“Hai, Ray.” Perempuan yang waktu itu terlambat menggantikan shift kerja Rayhan langsung mendekat setelah melihat kami masuk ke dalam toko. “Lama nggak kelihatan. Kemana aja, sih?”
“Ada kesibukan lain, Mbak,” jawab Rayhan.
“Kirain kamu udah resign.”
“Rencananya memang gitu, Mbak. Ini baru mau kasih tahu Mas Johan. Sebenarnya udah telepon buat pamitan kemarin. Tapi rasanya nggak enak kalau nggak ngomong langsung.”
Perempuan itu tersenyum semringah. “Good luck ya, Ray. Ya, meskipun aku rada nggak ikhlas kamu tinggalin. Tapi sukses terus buat kamu, ya.” Dia menepuk pundak Rayhan.
“Makasih, Mbak.” Rayhan tersenyum.
“Sering-sering mampir, ya,” katanya lagi yang dibalas Rayhan dengan anggukan. “Kamu pasti mau ketemu Mas Johan, kan?” Perempuan yang belum kuketahui namanya itu menoleh pada temannya di meja kasir. “Bob, Mas Johan ada di ruangannya nggak?”
Cowok seusia Rayhan itu menggeleng. “Nggak ada. Dia keluar setengah jam yang lalu.”
Aku ingat cowok yang dipanggil Bob itu adalah cowok yang pagi itu membuka gudang waktu kami terkunci malam itu.
Rayhan menoleh padaku. “Nunggu sebentar nggak apa-apa, kan?”
Aku menggeleng. “Aku sambil lihat-lihat, ya?” Aku menuju rak aksesoris yang berseberangan dengan meja kasir. Pembatas buku warna pink itu menarik perhatianku sejak memasuki toko. Sepertinya ini stok baru, soalnya waktu aku kesini dengan Sesil dan Amanda, aku tidak melihatnya.
“Hei, itu kan Rayhan.”
“Mana?”
“Di depan kasir.”
“Masa, sih?”
“Beneran, gue nggak salah lihat kok. Itu Rayhan, vokalisnya Blue.”
Aku spontan menoleh waktu mendengar bisik-bisik dua remaja seusiaku. Perhatian dua cewek itu tertuju pada Rayhan.
“Minta foto bareng, yuk,” cewek yang berkuncir kuda mengeluarkan ponselnya.
“Apa dia mau?” temannya menjawab.
“Pasti maulah,” sahut yang berkuncir kuda lagi. “Aslinya ganteng banget, ya? Lebih ganteng dari yang di TV.”
Mereka berdua semakin heboh waktu Rayhan berjalan mendekat. Keduanya langsung menyambut mengerubungi Rayhan. Aku yang awalnya ingin menghampirinya, spontan menghentikan langkah.
“Rayhan, foto bareng dong.” Rayhan terlihat sedikit kaget waktu kedua cewek itu tiba-tiba menyerbunya. “Boleh, dong?”
“Eh, iya,” jawabnya dengan pandangan mengarah padaku.
Kedua cewek itu langsung menempeli Rayhan dan mengambil beberapa foto. Mereka lantas pergi setelah mengucapkan terima kasih. Entah dari mana datangnya, sekarang muncul seorang lagi yang langsung menempel meminta foto bersama.

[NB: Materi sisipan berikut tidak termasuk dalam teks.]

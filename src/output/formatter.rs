//! Output formatters for run reports
//!
//! Text reports list errors, failures and skips followed by the totals;
//! JSON and one-line summary formats are also available.

use serde::Serialize;
use std::io::Write;

use crate::models::RunSummary;
use crate::results::{Fault, ResultCollector, SkipEntry};

const SEPARATOR1: &str =
    "======================================================================";
const SEPARATOR2: &str =
    "----------------------------------------------------------------------";

/// Output format options
#[derive(Clone, Copy, Debug, PartialEq, Eq)]
pub enum OutputFormat {
    Text,
    Json,
    JsonPretty,
    Summary,
}

impl OutputFormat {
    pub fn from_str(s: &str) -> Option<Self> {
        match s.to_lowercase().as_str() {
            "text" | "table" => Some(OutputFormat::Text),
            "json" => Some(OutputFormat::Json),
            "json-pretty" | "jsonpretty" => Some(OutputFormat::JsonPretty),
            "summary" => Some(OutputFormat::Summary),
            _ => None,
        }
    }
}

#[derive(Serialize)]
struct FaultJson<'a> {
    flavour: &'a str,
    test_id: &'a str,
    description: &'a str,
    kind: &'a str,
    message: &'a str,
    traceback: &'a str,
}

#[derive(Serialize)]
struct ReportJson<'a> {
    summary: &'a RunSummary,
    faults: Vec<FaultJson<'a>>,
    skipped: Vec<&'a SkipEntry>,
}

/// Result formatter
pub struct ResultFormatter {
    format: OutputFormat,
    colorize: bool,
}

impl ResultFormatter {
    pub fn new(format: OutputFormat) -> Self {
        Self {
            format,
            colorize: true,
        }
    }

    pub fn no_color(mut self) -> Self {
        self.colorize = false;
        self
    }

    /// Full report of a finished run
    pub fn format_report(&self, result: &ResultCollector, summary: &RunSummary) -> String {
        match self.format {
            OutputFormat::Text => self.format_text(result, summary),
            OutputFormat::Json => {
                serde_json::to_string(&Self::report_json(result, summary)).unwrap_or_default()
            }
            OutputFormat::JsonPretty => {
                serde_json::to_string_pretty(&Self::report_json(result, summary))
                    .unwrap_or_default()
            }
            OutputFormat::Summary => self.format_summary_brief(summary),
        }
    }

    fn report_json<'a>(result: &'a ResultCollector, summary: &'a RunSummary) -> ReportJson<'a> {
        let faults = result
            .errors()
            .iter()
            .map(|f| ("ERROR", f))
            .chain(result.failures().iter().map(|f| ("FAIL", f)))
            .map(|(flavour, fault)| FaultJson {
                flavour,
                test_id: &fault.test_id,
                description: &fault.description,
                kind: &fault.info.kind,
                message: &fault.info.message,
                traceback: &fault.rendered,
            })
            .collect();

        ReportJson {
            summary,
            faults,
            skipped: result.skipped().iter().collect(),
        }
    }

    /// Error, failure and skip lists
    pub fn format_errors(&self, result: &ResultCollector) -> String {
        let mut output = String::new();
        self.push_fault_list(&mut output, "ERROR", result.errors());
        self.push_fault_list(&mut output, "FAIL", result.failures());
        for skip in result.skipped() {
            output.push_str(SEPARATOR1);
            output.push('\n');
            output.push_str(&format!("SKIPPED: {}\n", skip.description));
            output.push_str(&format!("\t{}\n", skip.reason));
        }
        output
    }

    fn push_fault_list(&self, output: &mut String, flavour: &str, faults: &[Fault]) {
        for fault in faults {
            output.push_str(SEPARATOR1);
            output.push('\n');
            output.push_str(&format!("{}: {}\n", flavour, fault.description));
            output.push_str(SEPARATOR2);
            output.push('\n');
            output.push_str(&fault.rendered);
            output.push_str("\n\n");
        }
    }

    fn format_text(&self, result: &ResultCollector, summary: &RunSummary) -> String {
        let mut output = String::from("\n");
        output.push_str(&self.format_errors(result));
        output.push_str(SEPARATOR2);
        output.push('\n');

        let seconds = summary.duration_ms as f64 / 1000.0;
        let plural = if summary.tests_run == 1 { "" } else { "s" };
        output.push_str(&format!(
            "Ran {} test{} in {:.3}s\n\n",
            summary.tests_run, plural, seconds
        ));
        output.push_str(&self.status_line(summary));
        output.push('\n');
        output
    }

    /// `OK` or `FAILED (...)` closing line
    pub fn status_line(&self, summary: &RunSummary) -> String {
        let mut details = Vec::new();
        if summary.failures > 0 {
            details.push(format!("failures={}", summary.failures));
        }
        if summary.errors > 0 {
            details.push(format!("errors={}", summary.errors));
        }
        if summary.skipped > 0 {
            details.push(format!("skipped={}", summary.skipped));
        }

        let (word, color) = if summary.was_successful() {
            ("OK", "\x1b[32m")
        } else {
            ("FAILED", "\x1b[31m")
        };
        let word = if self.colorize {
            format!("{color}{word}\x1b[0m")
        } else {
            word.to_string()
        };

        if details.is_empty() {
            word
        } else {
            format!("{} ({})", word, details.join(", "))
        }
    }

    fn format_summary_brief(&self, summary: &RunSummary) -> String {
        format!(
            "{}/{} passed ({:.1}%), {} failure(s), {} error(s), {} skipped in {}ms",
            summary.successes,
            summary.tests_run,
            summary.pass_rate(),
            summary.failures,
            summary.errors,
            summary.skipped,
            summary.duration_ms
        )
    }
}

impl Default for ResultFormatter {
    fn default() -> Self {
        Self::new(OutputFormat::Text)
    }
}

/// Write a report to a file
pub fn write_report_to_file(
    path: &str,
    result: &ResultCollector,
    summary: &RunSummary,
    format: OutputFormat,
) -> anyhow::Result<()> {
    let formatter = ResultFormatter::new(format).no_color();
    let content = formatter.format_report(result, summary);

    let mut file = std::fs::File::create(path)?;
    file.write_all(content.as_bytes())?;

    Ok(())
}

“Kak,” cewek itu melambaikan tangan padaku. “Tolong fotoin, dong?”
Aku mendekat dan menerima ponsel yang disodorkannya. Aku mengarahkan mereka berpose. Setelah beberapa jepretan, baru dia melepaskan Rayhan setelah mengucapkan terima kasih.
Aku masih menatap cewek itu sampai dia keluar dari pintu toko. Ya, Rayhan benar. Ini baru permulaan. Tapi aku sudah merasakan jarak yang melebar antara aku dan Rayhan. Rayhan memang terlihat dekat di depanku. Tidak ada penghalang yang menghalangi pandanganku melihatnya. Tapi yang aku rasakan sekarang, Rayhan berdiri jauh dari jangkauanku. Entahlah, apa ini hanya perasaanku saja atau memang sebuah pertanda kalau hubungan kami kedepannya tidak akan mudah.
“Wah, sekarang lo udah jadi orang terkenal, ya?” seruan dari arah meja kasir membuat kami menoleh bersamaan. “Sok banget.” Cowok yang dipanggil Bob itu menatap Rayhan sinis. Terlihat jelas ketidaksukaan pada sorot matanya. Cowok itu kenapa, sih? Tampaknya dia mau mencari gara-gara. Gawat kalau Rayhan terpancing.
Rayhan menatapnya tajam. Rahangnya mengeras menahan emosi. “Daripada lo ngomong yang nggak-nggak, kenapa lo terusin aja kerjaan lo?”